Çongar ve Altan’ın avukatı Çalıkuşu söz alarak, “Biz iki buçuk yıldır dosyayı esasa getirmeye çalışırken bu dosya sürekli Balyoz’a çekiliyor. Bu davanın konusu Balyoz değildir. Katılan sıfatının kaldırılmasını istiyoruz” dedi.
Duruşma savcısı, üzerine atılı suçun vasıf ve mahiyeti ile kaçma şüphesi bulunduğu gerekçesiyle Baransu’nun tutukluluk hâlinin devamını, kovuşturmanın genişletilmesi yönündeki taleplerin reddini ve dosyanın mütalaasını hazırlamak için tarafına gönderilmesini istedi.
Baransu’nun evindeki aramanın görüntü kayıtları istendi
Baransu’nun tutukluluğunun devamına karar veren mahkeme, delillerin reddedilmesi ve katılan sıfatlarının kaldırılması yönündeki talepleri bu aşamada reddetti. Mahkeme, İstanbul 1. Sulh Ceza Hâkimliği’ne yazı yazılarak soruşturma aşamasındaki arama el koymaya ilişkin talep yazılarının karar örneklerinin istenmesine, Baransu hakkında Mersin 2. Ağır Ceza Mahkemesi’nde verilen gerekçeli kararın istenmesine, İstanbul Anadolu 4. Ağır Ceza Mahkemesi’nde görülen Balyoz davasına ilişkin Yargıtay Cumhuriyet Başsavcılığı tebliğnamesinin gönderilmesi için müzekkere yazılmasına, Baransu’nun eski eşinin evinde yapılan arama kayıtlarına ilişkin görüntülerin ve evinde bulunup incelemesi yapılan kasetin gelecek celse duruşmada izlenmesi ve dinlenmesi için duruşmada hazır edilmesine karar verdi. Duruşma 9 Aralık 2020 tarihine ertelendi.
Kimler yargılanıyor?
Davanın tek tutuklu sanığı olan Baransu, “silahlı terör örgütü kurmak veya yönetmek”, “devletin güvenliğine ilişkin belgeleri tahrip etmek, amacı dışında kullanmak, hile ile almak veya çalmak”, “devletin güvenliği veya iç veya dış siyasal yararları bakımından, niteliği itibarıyla gizli kalması gereken bilgileri temin etmek” ve “devletin güvenliği veya iç veya dış siyasal yararları bakımından niteliği itibarıyla gizli kalması gereken bilgileri açıklamakla” suçlanıyor. Hakkında 35 yıldan 75 yıla kadar hapis cezası isteniyor.
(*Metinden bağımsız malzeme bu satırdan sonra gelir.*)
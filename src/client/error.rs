// ==========================================
// 米厂报表客户端 - 数据获取层错误类型
// ==========================================
// 工具: thiserror 派生宏
// ==========================================

use crate::domain::types::Role;
use crate::repository::error::RepositoryError;
use thiserror::Error;

/// 数据获取层错误类型
#[derive(Error, Debug)]
pub enum ClientError {
    // ===== 传输错误 =====
    #[error("网络请求失败: {0}")]
    Transport(String),

    #[error("请求超时: {path}")]
    Timeout { path: String },

    // ===== 响应错误 =====
    #[error("服务端返回错误 ({status}): {message}")]
    Status { status: u16, message: String },

    #[error("响应解析失败 (path={path}): {message}")]
    Decode { path: String, message: String },

    // ===== 凭证错误 =====
    #[error("未登录: 缺少 {role} 凭证")]
    NotAuthenticated { role: Role },

    #[error("本地凭证读取失败: {0}")]
    Storage(#[from] RepositoryError),

    // ===== 请求构造错误 =====
    #[error("无效请求: {0}")]
    InvalidRequest(String),
}

impl From<reqwest::Error> for ClientError {
    fn from(err: reqwest::Error) -> Self {
        if err.is_timeout() {
            let path = err
                .url()
                .map(|u| u.path().to_string())
                .unwrap_or_default();
            return ClientError::Timeout { path };
        }
        ClientError::Transport(err.to_string())
    }
}

impl ClientError {
    /// 是否为网络层失败（未拿到 HTTP 响应）
    pub fn is_network(&self) -> bool {
        matches!(self, ClientError::Transport(_) | ClientError::Timeout { .. })
    }
}

/// Result 类型别名
pub type ClientResult<T> = Result<T, ClientError>;
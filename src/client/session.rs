// ==========================================
// 米厂报表客户端 - 带凭证的请求入口
// ==========================================
// 职责: 从凭证仓储取 bearer、发请求、反序列化
// 约束: 缺少凭证时直接失败，不发网络请求
// ==========================================

use crate::client::error::{ClientError, ClientResult};
use crate::client::transport::{ApiRequest, ApiTransport};
use crate::domain::types::Role;
use crate::repository::CredentialRepository;
use serde::de::DeserializeOwned;
use serde_json::Value;
use std::sync::Arc;

#[derive(Clone)]
pub struct ApiSession {
    transport: Arc<dyn ApiTransport>,
    credentials: Arc<CredentialRepository>,
}

impl ApiSession {
    pub fn new(transport: Arc<dyn ApiTransport>, credentials: Arc<CredentialRepository>) -> Self {
        Self {
            transport,
            credentials,
        }
    }

    pub fn credentials(&self) -> &Arc<CredentialRepository> {
        &self.credentials
    }

    /// 读取角色凭证
    ///
    /// # 返回
    /// - `Err(NotAuthenticated)`: 本地没有该角色的凭证
    pub fn token(&self, role: Role) -> ClientResult<String> {
        self.credentials
            .get(role)?
            .ok_or(ClientError::NotAuthenticated { role })
    }

    /// 以角色身份发送请求，返回原始 JSON
    pub async fn send_as(&self, role: Role, request: ApiRequest) -> ClientResult<Value> {
        let token = self.token(role)?;
        self.transport.send(request.bearer(token)).await
    }

    /// 以角色身份发送请求并反序列化
    pub async fn fetch_as<T: DeserializeOwned>(
        &self,
        role: Role,
        request: ApiRequest,
    ) -> ClientResult<T> {
        let path = request.path.clone();
        let value = self.send_as(role, request).await?;
        decode(&path, value)
    }

    /// 无凭证请求（登录、重置密码）
    pub async fn fetch_anonymous<T: DeserializeOwned>(&self, request: ApiRequest) -> ClientResult<T> {
        let path = request.path.clone();
        let value = self.transport.send(request).await?;
        decode(&path, value)
    }
}

/// JSON -> 类型
pub fn decode<T: DeserializeOwned>(path: &str, value: Value) -> ClientResult<T> {
    serde_json::from_value(value).map_err(|e| ClientError::Decode {
        path: path.to_string(),
        message: e.to_string(),
    })
}
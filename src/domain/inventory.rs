// ==========================================
// 米厂报表客户端 - 库存领域模型
// ==========================================
// 生命周期: 与销售记录相同；修改后重新拉取，不做乐观更新
// ==========================================

use serde::{Deserialize, Serialize};

use crate::domain::row::{FieldAccess, FieldValue, TabularRow};

// ==========================================
// InventoryBatch - 库存批次
// ==========================================
// 用户端返回 `_id`，管理端返回 `id`
#[derive(Debug, Clone, PartialEq, Serialize, Deserialize)]
pub struct InventoryBatch {
    #[serde(default, alias = "_id", skip_serializing_if = "Option::is_none")]
    pub id: Option<String>,
    #[serde(rename = "riceType", default = "not_available")]
    pub rice_type: String,
    #[serde(default)]
    pub quantity: f64,
    #[serde(default = "not_available")]
    pub warehouse: String,
    #[serde(rename = "batchNo", default = "not_available")]
    pub batch_no: String,
    #[serde(rename = "dateReceived", default = "not_available")]
    pub date_received: String,
}

fn not_available() -> String {
    "N/A".to_string()
}

impl FieldAccess for InventoryBatch {
    fn field(&self, name: &str) -> Option<FieldValue> {
        match name {
            "rice_type" => Some(FieldValue::Text(self.rice_type.clone())),
            "quantity" => Some(FieldValue::Number(self.quantity)),
            "warehouse" => Some(FieldValue::Text(self.warehouse.clone())),
            "batch_no" => Some(FieldValue::Text(self.batch_no.clone())),
            "date_received" => Some(FieldValue::date_or_text(&self.date_received)),
            _ => None,
        }
    }
}

impl TabularRow for InventoryBatch {
    fn headers() -> &'static [&'static str] {
        &["Rice Type", "Batch No", "Warehouse", "Quantity", "Received Date"]
    }

    fn cells(&self) -> Vec<String> {
        vec![
            self.rice_type.clone(),
            self.batch_no.clone(),
            self.warehouse.clone(),
            self.quantity.to_string(),
            self.date_received.clone(),
        ]
    }
}

/// 管理端库存列表 `{ data }`
#[derive(Debug, Clone, Default, Serialize, Deserialize)]
pub struct InventoryList {
    #[serde(default)]
    pub data: Vec<InventoryBatch>,
}

// ==========================================
// InventoryRecordInput - 新增/更新载荷
// ==========================================
#[derive(Debug, Clone, PartialEq, Serialize, Deserialize)]
pub struct InventoryRecordInput {
    #[serde(rename = "riceType")]
    pub rice_type: String,
    pub quantity: i64,
    pub warehouse: String,
    #[serde(rename = "batchNo")]
    pub batch_no: String,
    #[serde(rename = "dateReceived")]
    pub date_received: String,
}

// ==========================================
// InventoryImpactRow - 预测对库存的影响
// ==========================================
#[derive(Debug, Clone, PartialEq, Serialize, Deserialize)]
pub struct InventoryImpactRow {
    #[serde(rename = "riceType")]
    pub rice_type: String,
    #[serde(default)]
    pub current_stock_kg: f64,
    #[serde(default)]
    pub forecast_30_days_qty: f64,
    #[serde(default)]
    pub post_forecast_stock_kg: f64,
    #[serde(default = "unknown_status")]
    pub status: String,
}

fn unknown_status() -> String {
    "⚠️ Unknown".to_string()
}

impl FieldAccess for InventoryImpactRow {
    fn field(&self, name: &str) -> Option<FieldValue> {
        match name {
            "rice_type" => Some(FieldValue::Text(self.rice_type.clone())),
            "current_stock_kg" => Some(FieldValue::Number(self.current_stock_kg)),
            "forecast_30_days_qty" => Some(FieldValue::Number(self.forecast_30_days_qty)),
            "post_forecast_stock_kg" => Some(FieldValue::Number(self.post_forecast_stock_kg)),
            "status" => Some(FieldValue::Text(self.status.clone())),
            _ => None,
        }
    }
}

impl TabularRow for InventoryImpactRow {
    fn headers() -> &'static [&'static str] {
        &["Rice Type", "Current Stock", "Forecast Qty", "Post Forecast", "Status"]
    }

    fn cells(&self) -> Vec<String> {
        vec![
            self.rice_type.clone(),
            format!("{} KG", self.current_stock_kg),
            format!("{} KG", self.forecast_30_days_qty),
            format!("{} KG", self.post_forecast_stock_kg),
            self.status.clone(),
        ]
    }
}

/// 去重后的取值列表（保持首次出现顺序），用于 "All + 选项" 下拉
pub fn distinct_values<'a, I>(values: I) -> Vec<String>
where
    I: IntoIterator<Item = &'a str>,
{
    let mut out: Vec<String> = Vec::new();
    for v in values {
        if !out.iter().any(|existing| existing == v) {
            out.push(v.to_string());
        }
    }
    out
}

#[cfg(test)]
mod tests {
    use super::*;

    #[test]
    fn test_inventory_batch_accepts_both_id_spellings() {
        let user: InventoryBatch = serde_json::from_str(
            r#"{"_id":"a1","riceType":"R","quantity":10,"warehouse":"W1","batchNo":"B1","dateReceived":"2025-01-01"}"#,
        )
        .unwrap();
        let admin: InventoryBatch = serde_json::from_str(
            r#"{"id":"a2","riceType":"R","quantity":10,"warehouse":"W1","batchNo":"B1","dateReceived":"2025-01-01"}"#,
        )
        .unwrap();
        assert_eq!(user.id.as_deref(), Some("a1"));
        assert_eq!(admin.id.as_deref(), Some("a2"));
    }

    #[test]
    fn test_inventory_batch_missing_fields_default_to_na() {
        let batch: InventoryBatch = serde_json::from_str(r#"{"quantity":3}"#).unwrap();
        assert_eq!(batch.warehouse, "N/A");
        assert_eq!(batch.batch_no, "N/A");
    }

    #[test]
    fn test_impact_cells_have_kg_suffix() {
        let row = InventoryImpactRow {
            rice_type: "R".to_string(),
            current_stock_kg: 120.5,
            forecast_30_days_qty: 80.0,
            post_forecast_stock_kg: 40.5,
            status: "🟢 Healthy".to_string(),
        };
        assert_eq!(row.cells()[1], "120.5 KG");
        assert_eq!(row.cells()[2], "80 KG");
    }

    #[test]
    fn test_distinct_values_keeps_first_order() {
        let values = distinct_values(vec!["W2", "W1", "W2", "W3"]);
        assert_eq!(values, vec!["W2", "W1", "W3"]);
    }
}
// ==========================================
// AccuracySection - 预测精度（无过滤条件）
// ==========================================
pub struct AccuracySection {
    core: SectionCore<ModelInfo>,
}

impl AccuracySection {
    pub fn new(on_change: OnFilteredChange) -> Self {
        Self {
            core: SectionCore::new(SectionKey::Accuracy, on_change),
        }
    }

    pub fn load(&mut self, result: ClientResult<ModelInfo>) {
        self.core.finish(result);
        self.core.publish(self.filtered());
    }
}

#[async_trait]
impl ReportSectionRenderer for AccuracySection {
    fn key(&self) -> SectionKey {
        SectionKey::Accuracy
    }

    fn filtered(&self) -> SectionData {
        SectionData::Accuracy(
            self.core
                .state
                .data()
                .map(|m| m.per_rice_type_metrics.clone())
                .unwrap_or_default(),
        )
    }

    fn view(&self) -> SectionView {
        let mut meta = Vec::new();
        if let Some(model) = self.core.state.data() {
            meta.push((t("report.accuracy.meta.trained_on"), model.training_date.clone()));
            meta.push((t("report.accuracy.meta.model"), model.model_name.clone()));
            meta.push((
                t("report.accuracy.meta.horizon"),
                format!("{} days", model.forecast_horizon_days),
            ));
            meta.push((
                t("report.accuracy.meta.rice_types"),
                model.total_rice_types_modeled.to_string(),
            ));
            meta.push((
                t("report.accuracy.meta.records"),
                model.total_records_used.to_string(),
            ));
        }
        let body = self.core.pending_body().unwrap_or_else(|| {
            let metrics = self
                .core
                .state
                .data()
                .map(|m| m.per_rice_type_metrics.as_slice())
                .unwrap_or_default();
            table_body(metrics, "report.accuracy.empty")
        });
        SectionView {
            key: SectionKey::Accuracy,
            title: self.core.title(),
            meta,
            body,
        }
    }

    async fn mount(&mut self, client: &ReportClient) {
        self.core.start();
        let result = client.fetch_model_info().await;
        self.load(result);
    }

    async fn retry(&mut self, client: &ReportClient) -> Result<(), InvalidTransition> {
        self.core.state.retry()?;
        let result = client.fetch_model_info().await;
        self.load(result);
        Ok(())
    }
}

// ==========================================
// ForecastTableSection - 预测明细
// ==========================================

/// 预测分区过滤条件
#[derive(Debug, Clone, Default, PartialEq)]
pub struct ForecastFilter {
    pub from_date: String,
    pub to_date: String,
    pub rice_type: String,
}

impl ForecastFilter {
    fn to_filter_set(&self) -> FilterSet {
        FilterSet::new()
            .with(Predicate::range(
                "date",
                Some(self.from_date.as_str()),
                Some(self.to_date.as_str()),
            ))
            .with(Predicate::equals("rice_type", &self.rice_type))
    }
}

pub struct ForecastTableSection {
    core: SectionCore<Vec<ForecastPoint>>,
    filter: ForecastFilter,
}
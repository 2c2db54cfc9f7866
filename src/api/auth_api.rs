// ==========================================
// 米厂报表客户端 - 认证 API
// ==========================================
// 职责: 登录/登出/状态/忘记密码/重置密码
// 凭证: 仅通过 CredentialRepository 读写（get/set/clear）
// ==========================================

use std::sync::Arc;

use serde::Serialize;

use crate::api::error::ApiResult;
use crate::api::validator::{validate_non_blank, validate_password_reset};
use crate::client::AuthClient;
use crate::domain::types::Role;
use crate::repository::CredentialRepository;

/// 登录状态
#[derive(Debug, Clone, PartialEq, Serialize)]
pub struct AuthStatus {
    pub user: bool,
    pub admin: bool,
}

pub struct AuthApi {
    client: AuthClient,
    credentials: Arc<CredentialRepository>,
}

impl AuthApi {
    pub fn new(client: AuthClient, credentials: Arc<CredentialRepository>) -> Self {
        Self {
            client,
            credentials,
        }
    }

    /// 登录并保存该角色的凭证
    ///
    /// # 参数
    /// - role: 用户或管理员
    /// - username/password: 空白时本地拦截
    pub async fn login(&self, role: Role, username: &str, password: &str) -> ApiResult<()> {
        validate_non_blank("username", username)?;
        validate_non_blank("password", password)?;

        let resp = self.client.login(role, username.trim(), password).await?;
        self.credentials.set(role, &resp.access_token)?;
        tracing::info!(role = %role, "登录成功");
        Ok(())
    }

    /// 清除该角色凭证
    ///
    /// # 返回
    /// 是否确实存在并清除了凭证
    pub fn logout(&self, role: Role) -> ApiResult<bool> {
        let removed = self.credentials.clear(role)?;
        tracing::info!(role = %role, removed, "已登出");
        Ok(removed)
    }

    pub fn status(&self) -> ApiResult<AuthStatus> {
        let roles = self.credentials.authenticated_roles()?;
        Ok(AuthStatus {
            user: roles.contains(&Role::User),
            admin: roles.contains(&Role::Admin),
        })
    }

    /// 请求发送重置邮件（无需登录）
    ///
    /// # 返回
    /// 后端提示信息（例如 "Reset link sent to your email."）
    pub async fn forgot_password(&self, role: Role, username: &str) -> ApiResult<String> {
        validate_non_blank("username", username)?;
        let resp = self.client.forgot_password(role, username.trim()).await?;
        tracing::info!(role = %role, "已请求重置邮件");
        Ok(resp
            .get("message")
            .and_then(|m| m.as_str())
            .unwrap_or_default()
            .to_string())
    }

    /// 通过邮件中的重置 token 设置新密码
    pub async fn reset_password(
        &self,
        role: Role,
        token: &str,
        password: &str,
        confirm: &str,
    ) -> ApiResult<()> {
        validate_non_blank("token", token)?;
        validate_password_reset(password, confirm)?;
        self.client.reset_password(role, token.trim(), password).await?;
        tracing::info!(role = %role, "密码已重置");
        Ok(())
    }
}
Aynı davada yargılanan Taraf gazetesinin eski yöneticileri Ahmet Altan, Yasemin Çongar ve Yıldıray Oğur hakkında ise 52,5 yıla kadar hapis isteniyor. Yargılama süreci 2016'dan beri devam ederken Baransu dava kapsamında Mart 2015'ten beri Silivri Cezaevinde tutuklu bulunuyor.